Americans fear a life of 'dead-end crap jobs with crap wages' (CNN Money)
Detroitification
There was no Universal Basic Income for blacks left jobless by automation. There was no wealth redistribution. There was no compensating the "losers". There was no "sharing the fruits of the technology." Rather, there was scapegoating, dehumanizing, divide and conquer, blame, hatred, discrimination, resentment and abuse from the hard-working "winners" against the lazy, growing pile of "losers." In the past that was mainly along color lines. Now, it's increasingly along class lines.
What makes you think the new effects from ongoing automation will be any different?

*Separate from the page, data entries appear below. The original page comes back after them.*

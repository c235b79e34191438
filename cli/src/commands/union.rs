// Copyright (c) 2026 Ipfold and Contributors
//
// This Source Code Form is subject to the terms of the Mozilla Public License, v. 2.0.
// If a copy of the MPL was not distributed with this file, You can obtain one at
// https://mozilla.org/MPL/2.0/.

use std::io;

use ipfold_common::{config::Config, utils::timing::StageTimer};
use ipfold_core::{cidr::PrefixPlan, loader, ops, output};

pub fn run(files: &[String], cfg: &Config, timer: &mut StageTimer) -> anyhow::Result<()> {
    let sets = loader::load_all(files, cfg)?;
    timer.mark_loaded();

    let mut merged = ops::union_all(sets, "combined");
    merged.optimize();
    timer.mark_computed();

    let plan = PrefixPlan::from_restrictions(cfg.prefixes.as_deref(), cfg.min_prefix);
    let mut out = io::stdout().lock();
    output::print_set(&mut out, &mut merged, &plan, cfg)?;
    Ok(())
}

Does anyone think we will come to our senses and realize that there simply aren't enough jobs to go around? Or will we continue to insist on individual solutions for what are ultimately societal problems? While education may be fine to help one's individual standing, it has never, in and of itself, produced jobs where there are none to be had.
Education is not a solution to automation (Fabius Maximus)
What does the African-American experience portend about our future in the age of automation?
- The poor majority will become trapped in ghettos, homeless encampments, and "slumburbs," as America Balkanizes along income lines. Your fate will be increasingly tied to the accident of where you were born. Already, social mobility is primarily determined by your ZIP code and what your parents' income is. Libertarian economists are already predicting a future where 80-90 percent of us are "zero-marginal product" workers living in internet-enabled shantytowns with minimal public services and dining on canned beans, while 10-15 percent of Americans live "like today's millionaires."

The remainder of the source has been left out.